WORK REQUEST: Write out exactly the first lines of the listing, ending on the line that contains "runner and profile.".

SUPPLIED INFORMATION:
//! Runtime environment synthesis for the managed language server.
//!
//! Downstream tooling (the language server's source-navigation backend)
//! reads a source-path variable; when the operator has not set one, it is
//! synthesized from the detected toolchain installation root. The search
//! path is extended with the manager's well-known local binary directory
//! so a per-user install is found even when the host was not launched from
//! a login shell.

use std::collections::HashMap;
use std::path::Path;

use scribe_exec::CommandRunner;
use tracing::{debug, warn};

use crate::manager::ManagerProfile;

/// Tracing target for environment synthesis.
const ENV_TARGET: &str = "scribe_toolchain::env";

/// Variable read by downstream source-navigation tooling.
pub const SOURCE_PATH_VAR: &str = "RUST_SRC_PATH";

/// Platform list separator for search-path style variables.
#[cfg(windows)]
const PATH_LIST_SEPARATOR: char = ';';
#[cfg(not(windows))]
const PATH_LIST_SEPARATOR: char = ':';

/// Builds the environment overlay used for manager invocations and the
/// language-server launch.
///
/// # Example
///
/// ```no_run
/// use scribe_exec::ProcessRunner;
/// use scribe_toolchain::{ManagerProfile, RuntimeEnvBuilder};
///
/// let profile = ManagerProfile::rust_default();
/// let runner = ProcessRunner;
/// let overlay = RuntimeEnvBuilder::new(&runner, &profile).build();
/// # drop(overlay);
/// ```
#[derive(Debug)]
pub struct RuntimeEnvBuilder<'a, R> {
    runner: &'a R,
    profile: &'a ManagerProfile,
    include_lib_path: bool,
}

impl<'a, R: CommandRunner> RuntimeEnvBuilder<'a, R> {
    /// Creates a builder over the given runner and profile.
    #[must_use]
    pub const fn new(runner: &'a R, profile: &'a ManagerProfile) -> Self {
        Self {
            runner,
            profile,
            include_lib_path: false,
        }
    }

    /// Also extends the dynamic-linker search variables with the
    /// toolchain's library directory.
    #[must_use]
    pub const fn with_lib_path(mut self, include: bool) -> Self {
        self.include_lib_path = include;
        self
    }

    /// Builds the overlay from the ambient process environment.
    ///
    /// Returns `None` when the toolchain installation root cannot be
    /// detected, which usually means the manager itself is absent.
    #[must_use]
    pub fn build(&self) -> Option<HashMap<String, String>> {
        let ambient: HashMap<String, String> = std::env::vars().collect();
        self.build_with_ambient(&ambient)
    }

    /// Builds the overlay from an explicit ambient-environment snapshot.
    ///
    /// Split out from [`RuntimeEnvBuilder::build`] so tests can supply the
    /// ambient environment instead of mutating the real one.
    #[must_use]
    pub fn build_with_ambient(
        &self,
        ambient: &HashMap<String, String>,
    ) -> Option<HashMap<String, String>> {
        let mut overlay = HashMap::new();

        let ambient_path = ambient.get("PATH").map(String::as_str).unwrap_or_default();
        let search_path = match self.profile.local_bin_dir() {
            Some(dir) => append_list_entry(ambient_path, dir),
            None => ambient_path.to_owned(),
        };
        overlay.insert(String::from("PATH"), search_path);

        let sysroot = self.detect_sysroot(&overlay)?;

        let source_path = ambient.get(SOURCE_PATH_VAR).cloned().unwrap_or_else(|| {
            Path::new(&sysroot)
                .join("lib")
                .join("rustlib")
                .join("src")
                .join("rust")
                .join("src")
                .display()
                .to_string()
        });
        overlay.insert(String::from(SOURCE_PATH_VAR), source_path);

        if self.include_lib_path {
            let lib_dir = Path::new(&sysroot).join("lib");
            for var in ["LD_LIBRARY_PATH", "DYLD_LIBRARY_PATH"] {
                let current = ambient.get(var).map(String::as_str).unwrap_or_default();
                overlay.insert(var.to_owned(), append_list_entry(current, &lib_dir));
            }
        }

        Some(overlay)
    }

    fn detect_sysroot(&self, overlay: &HashMap<String, String>) -> Option<String> {
        let invocation = self.profile.sysroot_invocation().envs(overlay);
        match self.runner.run(&invocation) {
            Ok(result) => {
                let sysroot = result.stdout().trim().to_owned();
                if sysroot.is_empty() {
                    warn!(
                        target: ENV_TARGET,
                        manager = self.profile.manager(),
                        "sysroot detection produced no output"
                    );
                    return None;
                }
                debug!(target: ENV_TARGET, sysroot = %sysroot, "detected toolchain sysroot");
                Some(sysroot)
            }
            Err(err) => {
                warn!(
                    target: ENV_TARGET,
                    manager = self.profile.manager(),
                    error = %err,
                    "could not read the toolchain sysroot"
                );
                None
            }
        }
    }
}

/// Appends one directory to a list-style variable value.
fn append_list_entry(value: &str, dir: &Path) -> String {
    let rendered = dir.display().to_string();
    if value.is_empty() {
        return rendered;
    }
    let mut joined = value.to_owned();
    joined.push(PATH_LIST_SEPARATOR);
    joined.push_str(&rendered);
    joined
}

#[cfg(test)]
mod tests {
    use std::path::PathBuf;

    use rstest::rstest;

    use super::*;
    use crate::channel::{Channel, ComponentSet};
    use crate::tests::ScriptedRunner;

    fn profile() -> ManagerProfile {
        ManagerProfile::new(
            "rustup",
            Channel::new("nightly"),
            ComponentSet::new("rust-src", Vec::<String>::new()),
        )
        .with_local_bin_dir(Some(PathBuf::from("/home/dev/.cargo/bin")))
    }

    fn ambient(entries: &[(&str, &str)]) -> HashMap<String, String> {
        entries
            .iter()
            .map(|(k, v)| ((*k).to_owned(), (*v).to_owned()))
            .collect()
    }

    #[rstest]
    fn synthesizes_source_path_from_sysroot() {
        let runner = ScriptedRunner::new().ok(["run", "nightly", "rustc"], "/opt/sysroot\n");
        let overlay = RuntimeEnvBuilder::new(&runner, &profile())
            .build_with_ambient(&ambient(&[("PATH", "/usr/bin")]))
            .expect("overlay should build");

        assert_eq!(
            overlay.get("PATH").map(String::as_str),
            Some("/usr/bin:/home/dev/.cargo/bin")
        );
        assert_eq!(
            overlay.get(SOURCE_PATH_VAR).map(String::as_str),
            Some("/opt/sysroot/lib/rustlib/src/rust/src")
        );
    }

    #[rstest]
    fn preserves_operator_supplied_source_path() {
        let runner = ScriptedRunner::new().ok(["run", "nightly", "rustc"], "/opt/sysroot\n");
        let overlay = RuntimeEnvBuilder::new(&runner, &profile())
            .build_with_ambient(&ambient(&[
                ("PATH", "/usr/bin"),
                (SOURCE_PATH_VAR, "/custom/src"),
            ]))
            .expect("overlay should build");

        assert_eq!(
            overlay.get(SOURCE_PATH_VAR).map(String::as_str),
            Some("/custom/src")
        );
    }

    #[rstest]
    fn sysroot_failure_yields_none() {
        let runner = ScriptedRunner::new().fail(["run", "nightly", "rustc"], 1, "no toolchain");
        let overlay = RuntimeEnvBuilder::new(&runner, &profile())
            .build_with_ambient(&ambient(&[("PATH", "/usr/bin")]));
        assert!(overlay.is_none());
    }

    #[rstest]
    fn missing_manager_yields_none() {
        let runner = ScriptedRunner::new().not_found(["run", "nightly", "rustc"]);
        let overlay = RuntimeEnvBuilder::new(&runner, &profile())
            .build_with_ambient(&ambient(&[("PATH", "/usr/bin")]));
        assert!(overlay.is_none());
    }

    #[rstest]
    fn lib_path_extension_is_opt_in() {
        let runner = ScriptedRunner::new().ok(["run", "nightly", "rustc"], "/opt/sysroot\n");
        let stock = profile();
        let builder = RuntimeEnvBuilder::new(&runner, &stock).with_lib_path(true);
        let overlay = builder
            .build_with_ambient(&ambient(&[("PATH", "/usr/bin"), ("LD_LIBRARY_PATH", "/lib")]))
            .expect("overlay should build");

        assert_eq!(
            overlay.get("LD_LIBRARY_PATH").map(String::as_str),
            Some("/lib:/opt/sysroot/lib")
        );
        assert_eq!(
            overlay.get("DYLD_LIBRARY_PATH").map(String::as_str),
            Some("/opt/sysroot/lib")
        );
    }
}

EXERCISE RESPONSE:
//! Runtime environment synthesis for the managed language server.
//!
//! Downstream tooling (the language server's source-navigation backend)
//! reads a source-path variable; when the operator has not set one, it is
//! synthesized from the detected toolchain installation root. The search
//! path is extended with the manager's well-known local binary directory
//! so a per-user install is found even when the host was not launched from
//! a login shell.

use std::collections::HashMap;
use std::path::Path;

use scribe_exec::CommandRunner;
use tracing::{debug, warn};

use crate::manager::ManagerProfile;

/// Tracing target for environment synthesis.
const ENV_TARGET: &str = "scribe_toolchain::env";

/// Variable read by downstream source-navigation tooling.
pub const SOURCE_PATH_VAR: &str = "RUST_SRC_PATH";

/// Platform list separator for search-path style variables.
#[cfg(windows)]
const PATH_LIST_SEPARATOR: char = ';';
#[cfg(not(windows))]
const PATH_LIST_SEPARATOR: char = ':';

/// Builds the environment overlay used for manager invocations and the
/// language-server launch.
///
/// # Example
///
/// ```no_run
/// use scribe_exec::ProcessRunner;
/// use scribe_toolchain::{ManagerProfile, RuntimeEnvBuilder};
///
/// let profile = ManagerProfile::rust_default();
/// let runner = ProcessRunner;
/// let overlay = RuntimeEnvBuilder::new(&runner, &profile).build();
/// # drop(overlay);
/// ```
#[derive(Debug)]
pub struct RuntimeEnvBuilder<'a, R> {
    runner: &'a R,
    profile: &'a ManagerProfile,
    include_lib_path: bool,
}

impl<'a, R: CommandRunner> RuntimeEnvBuilder<'a, R> {
    /// Creates a builder over the given runner and profile.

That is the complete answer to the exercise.